“I remember the thrill of talking to other ham radio operators. My idea in connecting the scholars of the world was a natural extension of my interest in ham radio,” he said.
And connect scholars he did… Fuchs co-founded BITNET in 1981 by establishing a connection between City University of New York (CUNY) and Yale University. BITNET was an important precursor to the commercialized Internet we use today, offering many of the Internet’s cores services such as email, file transfer and instant messaging, as well as helping to establish expectations about openness and free access. The network grew to connect 1,400 universities in 49 countries around the world.
Fuchs became interested in computers in the 1960s while studying physics at Columbia University. It was a time when mainframes were becoming important for academics and research.
“I became involved as an undergraduate. I worked at the computing center and in my senior year I worked as a systems programmer,” he explained.
While working on his master’s degree in computer science, he was introduced to early email and more advanced networking systems. At 24, he was hired as the executive director of the first centralized computer facility at CUNY.
“The university had 22 campuses and 250,000 students. One of my goals was to establish networking among all the campuses for email, file transfer and interactive messaging,” he said. “We placed a small to medium size IBM 360 at each campus, using leased lines to connect them to two large mainframes at the central facility. By the mid 80s we had built the CUNY network, thereby creating what was perhaps the largest academic computing complex in the country at the time.”
Fuchs’ inspiration to expand the network to other colleges and universities came from talking to a college classmate who was working on IBM’s VNET system, which connected all of IBM’s locations. “We were sitting around talking and one of us said, ‘Why not do the same for higher ed?’”
Fuchs took the idea to Greydon Freeman, director of computing at Yale, and the idea for BITNET was born. The name, Fuchs said, originally stood for “Because it’s there,” but they renamed it to “Because it’s time,” he said, “because it sounded better.”

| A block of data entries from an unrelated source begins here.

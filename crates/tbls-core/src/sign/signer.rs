//! Signer holding one reconstituted party

use crate::mpc::PartyEndpoint;
use crate::provider::{ProviderFactory, ThresholdCryptoProvider};
use crate::store;
use crate::{Error, KeyShareRecord, PartyId, Result, SigShareBytes, SignatureShareRecord};
use std::path::Path;
use tracing::{debug, info, instrument};

/// Produces signature shares for one party
pub struct Signer<P> {
    endpoint: PartyEndpoint<P>,
    threshold: usize,
    total_parties: usize,
    threshold_pk: Vec<u8>,
}

impl<P: ThresholdCryptoProvider> Signer<P> {
    /// Signer for the party at `record.shares[index]`
    pub fn from_record<F>(record: &KeyShareRecord, index: usize, factory: &F) -> Result<Self>
    where
        F: ProviderFactory<Party = P>,
    {
        let endpoint = store::reconstruct_party(record, index, factory)?;
        Ok(Self {
            endpoint,
            threshold: record.threshold,
            total_parties: record.total_parties,
            threshold_pk: record.threshold_public_key_bytes()?,
        })
    }

    /// Signer for the first share of a key-share file.
    ///
    /// Per-party files carry exactly one share, so this is the party the
    /// file was written for.
    pub fn load<F>(path: impl AsRef<Path>, factory: &F) -> Result<Self>
    where
        F: ProviderFactory<Party = P>,
    {
        let record = store::load(path)?;
        let signer = Self::from_record(&record, 0, factory)?;
        info!(party_id = signer.party_id(), "Signer loaded");
        Ok(signer)
    }

    /// Signature share over `message`
    #[instrument(skip_all, fields(party_id = self.party_id(), message_len = message.len()))]
    pub fn sign(&self, message: &[u8]) -> Result<SigShareBytes> {
        let share = self.endpoint.sign(message)?;
        debug!(share = hex::encode(&share), "Signature share produced");
        Ok(share)
    }

    pub fn party_id(&self) -> PartyId {
        self.endpoint.id()
    }

    pub fn threshold(&self) -> usize {
        self.threshold
    }

    pub fn total_parties(&self) -> usize {
        self.total_parties
    }

    /// Encoded threshold public key of the signer's key
    pub fn threshold_pk(&self) -> &[u8] {
        &self.threshold_pk
    }
}

/// Sign `message` with every signer and gather the shares into one record.
///
/// All signers must hold shares of the same key.
pub fn collect_signatures<P: ThresholdCryptoProvider>(
    signers: &[Signer<P>],
    message: &[u8],
) -> Result<SignatureShareRecord> {
    let first = signers
        .first()
        .ok_or_else(|| Error::EmptyInput("no signers".into()))?;

    let mut record = SignatureShareRecord::new(first.total_parties, first.threshold)
        .with_threshold_public_key(&first.threshold_pk);
    for signer in signers {
        if signer.threshold_pk != first.threshold_pk {
            return Err(Error::PublicKeyMismatch {
                party: signer.party_id(),
                reference: first.party_id(),
            });
        }
        if signer.threshold != first.threshold || signer.total_parties != first.total_parties {
            return Err(Error::InvalidConfig(format!(
                "party {} holds a {}-of-{} share, party {} a {}-of-{} share",
                signer.party_id(),
                signer.threshold,
                signer.total_parties,
                first.party_id(),
                first.threshold,
                first.total_parties
            )));
        }
        record.push(signer.party_id(), &signer.sign(message)?);
    }
    Ok(record)
}
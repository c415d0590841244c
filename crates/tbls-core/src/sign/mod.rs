//! Signature share generation
//!
//! A [`Signer`] owns one party reconstructed from persisted key material and
//! answers signing requests; no messaging is involved.

mod signer;

pub use signer::{collect_signatures, Signer};
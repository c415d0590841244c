//! TBLS Party CLI
//!
//! Command-line interface for threshold BLS operations:
//! - Distributed Key Generation (DKG) among in-process parties
//! - Signature share generation from a persisted key share
//! - Threshold aggregation and verification

use anyhow::{bail, Context, Result};
use clap::{Parser, Subcommand};
use std::path::{Path, PathBuf};
use std::time::Duration;
use tbls_core::keygen::DkgCoordinator;
use tbls_core::provider::{Bn254Party, Bn254Provider};
use tbls_core::sign::{collect_signatures, Signer};
use tbls_core::store::{self, ShareStore};
use tbls_core::verify::Aggregator;
use tbls_core::{message_digest, PartyId, ThresholdConfig, DEFAULT_PARTIES, DEFAULT_THRESHOLD};
use tracing::{info, warn, Level};

/// TBLS Party - threshold BLS key generation, signing and verification
#[derive(Parser)]
#[command(name = "tbls-party")]
#[command(about = "Threshold BLS key generation, share signing and verification")]
#[command(version)]
struct Cli {
    /// Directory for key share and signature records
    #[arg(short, long, env = "DEST", default_value = "./data")]
    dest: PathBuf,

    #[command(subcommand)]
    command: Commands,
}

#[derive(Subcommand)]
enum Commands {
    /// Run distributed key generation and save the key share record
    Keygen {
        /// Number of parties
        #[arg(short, long, default_value_t = DEFAULT_PARTIES)]
        n: usize,

        /// Threshold (t-of-n)
        #[arg(short, long, default_value_t = DEFAULT_THRESHOLD)]
        t: usize,

        /// Abort key generation after this many seconds
        #[arg(long, default_value_t = 30)]
        timeout_secs: u64,

        /// Also write one file per party holding only its share
        #[arg(long)]
        split: bool,
    },

    /// Produce signature shares, one per key share file
    Sign {
        /// Key share files; each signs with its first share
        #[arg(short, long = "config", required = true, num_args = 1..)]
        configs: Vec<PathBuf>,

        /// Message to sign; its SHA-256 digest is signed
        #[arg(short, long)]
        message: String,
    },

    /// Aggregate signature shares and verify the group signature
    Verify {
        /// Signature share record
        #[arg(short, long)]
        sigs: PathBuf,

        /// Message that was signed
        #[arg(short, long)]
        message: String,

        /// Participating party IDs (comma-separated); all when omitted
        #[arg(short, long)]
        parties: Option<String>,

        /// Key share record to take the threshold public key from
        #[arg(short, long)]
        config: Option<PathBuf>,
    },

    /// Show key share record info
    Info {
        /// Key share file
        #[arg(short, long)]
        config: PathBuf,
    },
}

#[tokio::main]
async fn main() -> Result<()> {
    // Initialize tracing
    tracing_subscriber::fmt()
        .with_env_filter(
            tracing_subscriber::EnvFilter::from_default_env()
                .add_directive(Level::INFO.into()),
        )
        .init();

    let cli = Cli::parse();

    match cli.command {
        Commands::Keygen {
            n,
            t,
            timeout_secs,
            split,
        } => {
            run_keygen(&cli.dest, n, t, Duration::from_secs(timeout_secs), split).await?;
        }
        Commands::Sign {
            ref configs,
            ref message,
        } => {
            run_sign(&cli.dest, configs, message)?;
        }
        Commands::Verify {
            ref sigs,
            ref message,
            ref parties,
            ref config,
        } => {
            run_verify(sigs, message, parties.as_deref(), config.as_deref())?;
        }
        Commands::Info { ref config } => {
            show_info(config)?;
        }
    }

    Ok(())
}

async fn run_keygen(dest: &Path, n: usize, t: usize, timeout: Duration, split: bool) -> Result<()> {
    info!(n_parties = n, threshold = t, "Starting DKG");

    let config = ThresholdConfig::new(n, t)?;
    let coordinator = DkgCoordinator::new(config, &Bn254Provider)?.with_timeout(timeout);
    let outcome = coordinator
        .run_with_shutdown(async {
            if let Err(e) = tokio::signal::ctrl_c().await {
                warn!(error = %e, "Cannot listen for Ctrl-C");
                std::future::pending::<()>().await;
            }
        })
        .await?;

    for failure in outcome.failures() {
        warn!(party = failure.party, reason = %failure.reason, "Party failed");
    }
    let record = outcome.into_record().context("key generation did not complete")?;

    let store = ShareStore::new(dest);
    let path = store.save(&record)?;
    info!(path = ?path, "DKG completed, key share record saved");
    println!("Key shares: {}", path.display());

    if split {
        for path in store.save_per_party(&record)? {
            println!("Party share: {}", path.display());
        }
    }

    println!(
        "Threshold Public Key: {}",
        hex::encode(record.threshold_public_key_bytes()?)
    );

    Ok(())
}

fn run_sign(dest: &Path, configs: &[PathBuf], message: &str) -> Result<()> {
    let signers = configs
        .iter()
        .map(|path| {
            Signer::<Bn254Party>::load(path, &Bn254Provider)
                .with_context(|| format!("loading {}", path.display()))
        })
        .collect::<Result<Vec<_>>>()?;

    let digest = message_digest(message.as_bytes());
    info!(
        parties = ?signers.iter().map(|s| s.party_id()).collect::<Vec<_>>(),
        digest = hex::encode(digest),
        "Signing"
    );

    let record = collect_signatures(&signers, &digest)?;
    let path = ShareStore::new(dest).save_signatures(&record)?;

    for entry in &record.sigs {
        println!("Party {}: {}", entry.party_id, entry.sig);
    }
    println!("Signature shares: {}", path.display());

    Ok(())
}

fn run_verify(
    sigs_path: &Path,
    message: &str,
    parties: Option<&str>,
    config: Option<&Path>,
) -> Result<()> {
    let sigs = store::load_signatures(sigs_path)?;

    let aggregator = match config {
        Some(path) => Aggregator::from_record(&Bn254Provider, &store::load(path)?)?,
        None => Aggregator::from_signatures(&Bn254Provider, &sigs)?,
    };

    let ids: Vec<PartyId> = match parties {
        Some(list) => list
            .split(',')
            .map(|s| s.trim().parse())
            .collect::<std::result::Result<Vec<_>, _>>()
            .context("parsing party IDs")?,
        None => Vec::new(),
    };

    let digest = message_digest(message.as_bytes());
    if !aggregator.verify_record(&digest, &sigs, &ids) {
        bail!("signature rejected");
    }

    info!(parties = ?ids, "Signature verified");
    println!("Signature: valid");

    Ok(())
}

fn show_info(path: &Path) -> Result<()> {
    let record = store::load(path)?;

    println!("Key Share Record Info:");
    println!("  N Parties: {}", record.total_parties);
    println!("  Threshold: {}", record.threshold);
    println!(
        "  Threshold Public Key: {}",
        hex::encode(record.threshold_public_key_bytes()?)
    );
    println!(
        "  Party IDs: {:?}",
        record.shares.iter().map(|e| e.party_id).collect::<Vec<_>>()
    );

    Ok(())
}
//! Threshold-crypto provider capability
//!
//! The orchestration layer drives parties and verifiers only through these
//! traits. Curve arithmetic, polynomial commitments and pairing checks stay
//! behind them, so the router, coordinator, store, signer and aggregator can
//! run against any provider (including test fakes).

use crate::{PartyId, Result, ShareBytes, SigShareBytes};
use std::sync::Arc;
use tracing::Span;

pub use ::async_trait::async_trait;

pub mod bn254;
mod messages;

pub use bn254::{Bn254Party, Bn254Provider, Bn254Verifier};
pub use messages::DkgMessage;

/// Outbound-message callback handed to a provider at init.
///
/// Arguments are `(payload, is_broadcast, recipient)`; `recipient` is
/// ignored for broadcasts. Returns once every target has processed the
/// message.
pub type SendFn = Arc<dyn Fn(&[u8], bool, PartyId) -> Result<()> + Send + Sync>;

/// One party's handle to the threshold scheme
#[async_trait]
pub trait ThresholdCryptoProvider: Send + Sync + 'static {
    /// This party's identifier
    fn party_id(&self) -> PartyId;

    /// Prepare for key generation among `ids` with the given threshold.
    /// No messages are sent from here.
    fn init(&self, ids: &[PartyId], threshold: usize, send: SendFn) -> Result<()>;

    /// Handle a protocol message from `from`
    fn on_msg(&self, payload: &[u8], from: PartyId, broadcast: bool) -> Result<()>;

    /// Run key generation to completion and return this party's share
    async fn keygen(&self) -> Result<ShareBytes>;

    /// Encoded threshold public key, available after keygen or
    /// [`set_share_data`](Self::set_share_data)
    fn threshold_pk(&self) -> Result<Vec<u8>>;

    /// Load a share produced by an earlier keygen, without any messaging
    fn set_share_data(&self, share: &[u8]) -> Result<()>;

    /// Signature share over `message`
    fn sign(&self, message: &[u8]) -> Result<SigShareBytes>;
}

/// Aggregation and verification under one threshold public key
pub trait ThresholdVerifier: Send + Sync {
    /// Combine signature shares; `ids[i]` produced `sigs[i]`
    fn aggregate_signatures(&self, sigs: &[SigShareBytes], ids: &[PartyId]) -> Result<Vec<u8>>;

    /// Check an aggregated signature over `message`
    fn verify(&self, message: &[u8], signature: &[u8]) -> Result<()>;
}

/// Constructs party handles and verifiers for one scheme
pub trait ProviderFactory: Send + Sync {
    type Party: ThresholdCryptoProvider;
    type Verifier: ThresholdVerifier;

    /// New, uninitialized party handle logging under `span`
    fn new_party(&self, id: PartyId, span: Span) -> Self::Party;

    /// Verifier for an encoded threshold public key
    fn new_verifier(&self, threshold_pk: &[u8]) -> Result<Self::Verifier>;
}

They began by connecting Yale and CUNY, while Fuchs simultaneously wrote to about 40 other universities, mostly along the East Coast.
“I simply posed this idea,” Fuchs said. “We are thinking of interconnecting all these institutions, and the terms are very simple. Each school must run a leased line to another connected school, it must agree to pass all other school’s traffic at no cost, and it must permit another school to connect to it. Lo and behold, the response was extremely positive. Virtually everyone said yes, let’s do it.” So, he added, it was done without a nickel of funding from outside the institutions.
Before long, the University of California wanted in. They paid for a line all the way back to CUNY, Fuchs said, and then they connected the other institutions in California.
“Then an interesting thing happened,” Fuchs remembered. “IBM came to me in 1984 and said ‘how would you like BITNET to expand to Europe?’ I said, ‘Yes, that sounds great.’ They said, ‘We are prepared to pay for intercountry links in Europe and for a line across the Atlantic. All we ask is that you spend the next year traveling in Europe, lecturing about the benefits of computer-mediated communications.’”
Fuchs filled a passport or two, and in only a few years BITNET grew to be the largest global academic network, reaching over 1,400 colleges, universities, and research laboratories in the U.S., Canada, Europe, Asia and South America.
“We even managed, after many months of discussions with the Department of Commerce, to convince them that connection to the USSR would not lead to the end of humanity,” he noted. At that point, “BITNET became a worldwide network and I had reached my original goal, which was to connect the scholars of the world.”
Fuchs went on to become a co-creator of LISTSERV, the first networked list manager; a founder of JSTOR, a nonprofit organization dedicated to archiving and providing access to important scholarly journals; and a founding trustee of both the Advanced Computing Systems Association (USENIX) and the Internet Society.
Now retired, Fuchs said he has, among other things, gone back to playing with ham radio.
“I’m trying to figure out how the hobby has survived and evolved over the last 50 years,” he said. “And how they use the Internet as an adjunct to radio communications.”